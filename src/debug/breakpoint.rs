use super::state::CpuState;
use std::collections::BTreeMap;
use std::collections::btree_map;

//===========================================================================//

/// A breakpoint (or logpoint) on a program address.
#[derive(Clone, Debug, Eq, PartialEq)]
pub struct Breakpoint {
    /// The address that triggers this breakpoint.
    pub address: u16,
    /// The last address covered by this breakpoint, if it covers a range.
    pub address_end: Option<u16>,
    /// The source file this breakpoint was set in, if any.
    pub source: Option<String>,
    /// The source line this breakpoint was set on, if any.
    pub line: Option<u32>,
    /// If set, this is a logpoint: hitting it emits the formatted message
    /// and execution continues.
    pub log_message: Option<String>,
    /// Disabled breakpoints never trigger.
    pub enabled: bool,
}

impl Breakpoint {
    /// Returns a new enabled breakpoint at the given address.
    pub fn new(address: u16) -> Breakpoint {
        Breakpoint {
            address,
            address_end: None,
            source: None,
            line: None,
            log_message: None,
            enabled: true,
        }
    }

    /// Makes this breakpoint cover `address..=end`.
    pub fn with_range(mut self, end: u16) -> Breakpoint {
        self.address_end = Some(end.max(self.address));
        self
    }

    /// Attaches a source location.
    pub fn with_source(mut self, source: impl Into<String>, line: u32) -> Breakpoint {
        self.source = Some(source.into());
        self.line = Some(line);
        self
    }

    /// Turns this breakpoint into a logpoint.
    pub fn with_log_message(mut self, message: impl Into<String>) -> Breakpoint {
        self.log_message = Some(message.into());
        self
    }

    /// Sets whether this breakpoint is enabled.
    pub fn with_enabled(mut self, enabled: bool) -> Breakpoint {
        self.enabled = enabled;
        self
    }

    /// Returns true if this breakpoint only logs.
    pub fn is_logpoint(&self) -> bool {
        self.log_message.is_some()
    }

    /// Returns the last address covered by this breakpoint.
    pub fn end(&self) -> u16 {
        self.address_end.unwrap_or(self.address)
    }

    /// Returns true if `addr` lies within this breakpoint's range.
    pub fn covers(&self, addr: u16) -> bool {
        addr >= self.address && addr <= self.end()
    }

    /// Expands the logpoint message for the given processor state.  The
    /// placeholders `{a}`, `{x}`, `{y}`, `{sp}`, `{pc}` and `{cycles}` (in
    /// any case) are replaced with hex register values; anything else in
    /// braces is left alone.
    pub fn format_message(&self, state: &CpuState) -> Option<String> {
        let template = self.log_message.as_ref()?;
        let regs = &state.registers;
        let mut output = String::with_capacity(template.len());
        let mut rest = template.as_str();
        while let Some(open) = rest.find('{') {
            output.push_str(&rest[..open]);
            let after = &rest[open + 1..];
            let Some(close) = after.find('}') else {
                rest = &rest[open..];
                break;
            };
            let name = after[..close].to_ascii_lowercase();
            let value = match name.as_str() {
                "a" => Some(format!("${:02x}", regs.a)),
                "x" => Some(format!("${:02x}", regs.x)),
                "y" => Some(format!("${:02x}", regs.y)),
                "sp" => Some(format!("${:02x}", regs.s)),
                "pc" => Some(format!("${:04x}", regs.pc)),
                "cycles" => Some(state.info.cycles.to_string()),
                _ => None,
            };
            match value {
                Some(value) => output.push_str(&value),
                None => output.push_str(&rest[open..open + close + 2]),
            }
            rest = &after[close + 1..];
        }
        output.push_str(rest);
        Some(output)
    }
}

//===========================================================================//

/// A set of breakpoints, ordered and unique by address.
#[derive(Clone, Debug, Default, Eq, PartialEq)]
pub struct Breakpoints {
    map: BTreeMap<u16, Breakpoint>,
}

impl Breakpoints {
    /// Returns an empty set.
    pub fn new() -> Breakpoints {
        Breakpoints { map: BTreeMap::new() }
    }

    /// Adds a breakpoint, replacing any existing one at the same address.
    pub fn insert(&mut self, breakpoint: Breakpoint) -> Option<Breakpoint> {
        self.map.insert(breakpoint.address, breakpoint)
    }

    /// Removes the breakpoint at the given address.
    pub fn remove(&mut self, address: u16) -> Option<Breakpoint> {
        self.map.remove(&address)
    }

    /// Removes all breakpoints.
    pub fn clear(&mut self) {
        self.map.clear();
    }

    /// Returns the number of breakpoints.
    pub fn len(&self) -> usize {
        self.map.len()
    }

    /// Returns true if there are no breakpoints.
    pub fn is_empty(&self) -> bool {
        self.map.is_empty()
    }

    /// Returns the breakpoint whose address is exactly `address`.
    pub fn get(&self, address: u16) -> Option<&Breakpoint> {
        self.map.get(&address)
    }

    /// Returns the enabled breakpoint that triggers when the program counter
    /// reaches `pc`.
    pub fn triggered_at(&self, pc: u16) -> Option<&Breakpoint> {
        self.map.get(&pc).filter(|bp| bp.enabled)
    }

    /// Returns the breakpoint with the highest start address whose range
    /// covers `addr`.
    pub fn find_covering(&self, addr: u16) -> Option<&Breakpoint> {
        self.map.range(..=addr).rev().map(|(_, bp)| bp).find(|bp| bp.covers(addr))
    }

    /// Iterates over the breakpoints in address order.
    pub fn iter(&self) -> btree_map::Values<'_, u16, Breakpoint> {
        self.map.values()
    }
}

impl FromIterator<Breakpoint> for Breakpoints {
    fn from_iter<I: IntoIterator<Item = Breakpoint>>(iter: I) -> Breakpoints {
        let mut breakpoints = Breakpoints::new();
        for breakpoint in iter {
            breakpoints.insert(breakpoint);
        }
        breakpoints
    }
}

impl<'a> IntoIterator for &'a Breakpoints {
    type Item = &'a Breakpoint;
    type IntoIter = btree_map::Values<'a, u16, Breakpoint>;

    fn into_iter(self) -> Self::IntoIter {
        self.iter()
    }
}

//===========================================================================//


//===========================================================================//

___

» How to complete this task: From the material above, copy exactly the lines between the line holding "None => output.push_str(&rest[open..open" and the line holding "pub struct Breakpoints", inclusive, and only those.

» Output:
                None => output.push_str(&rest[open..open + close + 2]),
            }
            rest = &after[close + 1..];
        }
        output.push_str(rest);
        Some(output)
    }
}

//===========================================================================//

/// A set of breakpoints, ordered and unique by address.
#[derive(Clone, Debug, Default, Eq, PartialEq)]
pub struct Breakpoints {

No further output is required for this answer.